The Wiki: On 13 January 1943, the Soviets began the second stage of Little Saturn, the Voronezh–Kharkov Offensive. The Bryansk Front, Voronezh Front, and Southwestern Front attacked simultaneously. The Soviet attack totally successful this time: during the Ostrogozhsk–Rossosh Offensive the Soviets rapidly destroyed Second Army near Svoboda on the Don River. An attack on the German Second Army further north threatened to encircle that army as well, forcing it to retreat. By 5 February, troops of the Voronezh Front were approaching Kharkov. Second Army's losses were made especially severe by the attitude of its commander, Colonel General Vitéz Gusztáv Jány, who forbade any sort of withdrawal, even though the neighboring German and Italian forces pulled back. Most of Second Army was encircled. They were either annihilated or succumbed to the extreme cold (-30C – -40C) while trying to escape. The 1st Armored Division was reduced to a single operational tank within a few days, and most of the personnel of the 1st Air Group died on the ground when their airfields were overrun by Soviet tanks.

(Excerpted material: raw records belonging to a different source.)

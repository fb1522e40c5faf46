// Copyright 2025 the MD Box Tree Authors
// SPDX-License-Identifier: Apache-2.0 OR MIT

//! The event tree: a root box plus the controller shared by all its boxes.

use alloc::sync::Arc;
use alloc::vec::Vec;

use mdbox_geom::{Coords, Extents};

use crate::controller::BoxController;
use crate::error::TreeError;
use crate::event::{Event, EventVariant};
use crate::iter::{BoxIter, TraversalFilter};
use crate::leaf::MdBox;
use crate::node::{Aggregate, BoxId, Node};

/// Shape summary of a tree, gathered in one traversal.
#[derive(Clone, Debug, Default, PartialEq, Eq)]
pub struct TreeStats {
    /// Number of leaves at each depth.
    pub leaves_per_depth: Vec<usize>,
    /// Number of grid boxes at each depth.
    pub grids_per_depth: Vec<usize>,
    /// Total number of events.
    pub n_points: u64,
    /// Largest event count of any leaf.
    pub max_leaf_events: usize,
    /// Leaves holding more events than the split threshold, including those
    /// at the maximum depth.
    pub overfull_leaves: usize,
    /// Leaves too narrow for `f32` to subdivide.
    pub indivisible_leaves: usize,
    /// Leaves the next [`EventTree::split_all`] would split.
    pub pending_splits: usize,
}

/// An adaptive N-dimensional event tree.
///
/// Events are inserted into the leaf containing them. Leaves are not split
/// during insertion; call [`split_all`](Self::split_all) after a batch of
/// inserts to subdivide every overfull leaf.
///
/// ```
/// use std::sync::Arc;
/// use mdbox_geom::Extents;
/// use mdbox_tree::{BoxController, EventTree, LeanEvent, SplitPolicy};
///
/// let controller = Arc::new(BoxController::new(SplitPolicy::uniform(3, 2, 2)));
/// let extents = Extents::cube(2, 0.0, 4.0).unwrap();
/// let mut tree = EventTree::<LeanEvent>::new(controller, extents).unwrap();
/// for (x, y) in [(0.5, 0.5), (0.6, 0.5), (0.5, 0.6), (0.6, 0.6)] {
///     tree.insert(LeanEvent::from_slice(&[x, y], 1.0, 1.0).unwrap()).unwrap();
/// }
/// assert_eq!(tree.split_all().unwrap(), 2);
/// assert_eq!(tree.signal(), 4.0);
/// ```
#[derive(Debug)]
pub struct EventTree<E: Event> {
    controller: Arc<BoxController>,
    root: Node<E>,
}

impl<E: Event> EventTree<E> {
    /// Create a tree whose root is an empty leaf covering `extents`.
    ///
    /// Fails when the controller's split factors are invalid for this many
    /// dimensions.
    pub fn new(controller: Arc<BoxController>, extents: Extents) -> Result<Self, TreeError> {
        controller.grid_shape(extents.nd())?;
        let root = Node::Leaf(MdBox::new(extents, 0, 0, controller.next_id()));
        #[cfg(feature = "tracing")]
        tracing::trace!(
            nd = extents.nd(),
            variant = E::VARIANT.name(),
            "created event tree"
        );
        Ok(Self { controller, root })
    }

    /// Number of dimensions.
    pub fn nd(&self) -> usize {
        self.root.nd()
    }

    /// Event variant stored by this tree.
    pub const fn variant(&self) -> EventVariant {
        E::VARIANT
    }

    /// The shared controller.
    pub fn controller(&self) -> &Arc<BoxController> {
        &self.controller
    }

    /// The root box.
    pub fn root(&self) -> &Node<E> {
        &self.root
    }

    /// Extents of the root box.
    pub fn extents(&self) -> &Extents {
        self.root.extents()
    }

    /// Insert one event.
    pub fn insert(&mut self, event: E) -> Result<(), TreeError> {
        self.root.insert(event, &self.controller)
    }

    /// Insert events in order, stopping at the first error.
    ///
    /// Events before the failing one stay inserted. Returns the number of
    /// events inserted.
    pub fn insert_many<I: IntoIterator<Item = E>>(
        &mut self,
        events: I,
    ) -> Result<usize, TreeError> {
        let mut n = 0;
        for event in events {
            self.root.insert(event, &self.controller)?;
            n += 1;
        }
        Ok(n)
    }

    /// Split every overfull leaf, recursively, then refresh cached aggregates.
    ///
    /// Afterwards every leaf is at or under the split threshold or at the
    /// maximum depth. Returns the number of leaves that were split; a second
    /// call without new inserts returns 0.
    #[cfg_attr(
        feature = "tracing",
        tracing::instrument(skip_all, name = "mdbox::split_all", fields(nd = self.nd()))
    )]
    pub fn split_all(&mut self) -> Result<usize, TreeError> {
        let splits = self.root.split_all(&self.controller);
        self.root.refresh_cache();
        splits
    }

    /// Recompute every cached aggregate.
    pub fn refresh_cache(&mut self) {
        self.root.refresh_cache();
    }

    /// Signal, squared error, and event count of the whole tree.
    pub fn aggregate(&self) -> Aggregate {
        self.root.aggregate()
    }

    /// Total signal.
    pub fn signal(&self) -> f64 {
        self.root.signal()
    }

    /// Total squared error.
    pub fn error_squared(&self) -> f64 {
        self.root.error_squared()
    }

    /// Total number of events.
    pub fn n_points(&self) -> u64 {
        self.root.n_points()
    }

    /// Signal-weighted mean coordinate, or `None` when the total signal is zero.
    pub fn centroid(&self) -> Option<Coords> {
        self.root.centroid()
    }

    fn check_region(&self, region: &Extents) -> Result<(), TreeError> {
        if region.nd() != self.nd() {
            return Err(TreeError::DimensionMismatch {
                expected: self.nd(),
                found: region.nd(),
            });
        }
        Ok(())
    }

    /// Events whose coordinates lie inside `region`.
    pub fn events_in_region(&self, region: &Extents) -> Result<Vec<&E>, TreeError> {
        self.check_region(region)?;
        Ok(self.root.events_in_region(region))
    }

    /// Aggregate of the events inside `region`.
    pub fn integrate(&self, region: &Extents) -> Result<Aggregate, TreeError> {
        self.check_region(region)?;
        Ok(self.root.integrate(region))
    }

    /// Traverse the boxes of the tree.
    pub fn boxes(&self, filter: TraversalFilter) -> BoxIter<'_, E> {
        self.root.iter(filter)
    }

    /// The box with ID `id`.
    pub fn find_box(&self, id: BoxId) -> Option<&Node<E>> {
        self.root.find(id)
    }

    /// Mutable access to the leaf with ID `id`.
    ///
    /// Cached aggregates of its ancestors are dropped, so later reads see any
    /// change made through the returned leaf. Clone the [`controller`] first
    /// when the leaf operation needs it.
    ///
    /// Splitting goes through [`split_all`](Self::split_all), which installs the
    /// new grid box; a leaf reached here cannot split itself out of the tree:
    ///
    /// ```compile_fail
    /// use std::sync::Arc;
    /// use mdbox_geom::Extents;
    /// use mdbox_tree::{BoxController, BoxId, EventTree, LeanEvent, SplitPolicy};
    ///
    /// let controller = Arc::new(BoxController::new(SplitPolicy::uniform(1, 2, 2)));
    /// let extents = Extents::cube(1, 0.0, 1.0).unwrap();
    /// let mut tree = EventTree::<LeanEvent>::new(controller.clone(), extents).unwrap();
    /// let leaf = tree.leaf_mut(BoxId::new(0)).unwrap();
    /// let _ = leaf.split(&controller);
    /// ```
    ///
    /// [`controller`]: Self::controller
    pub fn leaf_mut(&mut self, id: BoxId) -> Option<&mut MdBox<E>> {
        match self.root.find_mut(id)? {
            Node::Leaf(leaf) => Some(leaf),
            Node::Grid(_) => None,
        }
    }

    /// Mask or unmask the box with ID `id` and its subtree. Returns whether the
    /// box was found.
    pub fn set_masked(&mut self, id: BoxId, masked: bool) -> bool {
        match self.root.find_mut(id) {
            Some(node) => {
                node.set_masked(masked);
                true
            }
            None => false,
        }
    }

    /// Gather shape statistics.
    pub fn stats(&self) -> TreeStats {
        let mut stats = TreeStats::default();
        let threshold = self.controller.split_threshold();
        for node in self.boxes(TraversalFilter::ALL) {
            let depth = node.depth() as usize;
            let per_depth = match node {
                Node::Leaf(_) => &mut stats.leaves_per_depth,
                Node::Grid(_) => &mut stats.grids_per_depth,
            };
            if per_depth.len() <= depth {
                per_depth.resize(depth + 1, 0);
            }
            per_depth[depth] += 1;
            if let Node::Leaf(leaf) = node {
                stats.n_points += leaf.len() as u64;
                stats.max_leaf_events = stats.max_leaf_events.max(leaf.len());
                stats.overfull_leaves += usize::from(leaf.len() > threshold);
                stats.indivisible_leaves += usize::from(leaf.is_indivisible());
                stats.pending_splits += usize::from(leaf.wants_split(&self.controller));
            }
        }
        stats
    }
}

During its twelve months of activity on the Eastern Front, Second Army's losses were enormous. Of an initial force of about 200,000 Hungarian soldiers and 50,000 Jewish forced laborers,[4] about 100,000 were dead, 35,000 wounded, and 60,000 taken prisoners of war. Only about 40,000 men returned to Hungary, scapegoated by Hitler for the catastrophic Axis defeat. "No nation lost as much blood during World War II in such a short period of time."[5]
Second Army, like most other Axis armies in Army Group B, ceased to exist as a meaningful fighting force. The German Sixth Army, encircled in Stalingrad, surrendered on 2 February 1943. The remnants of Second Army returned to Hungary on 24 May 1943.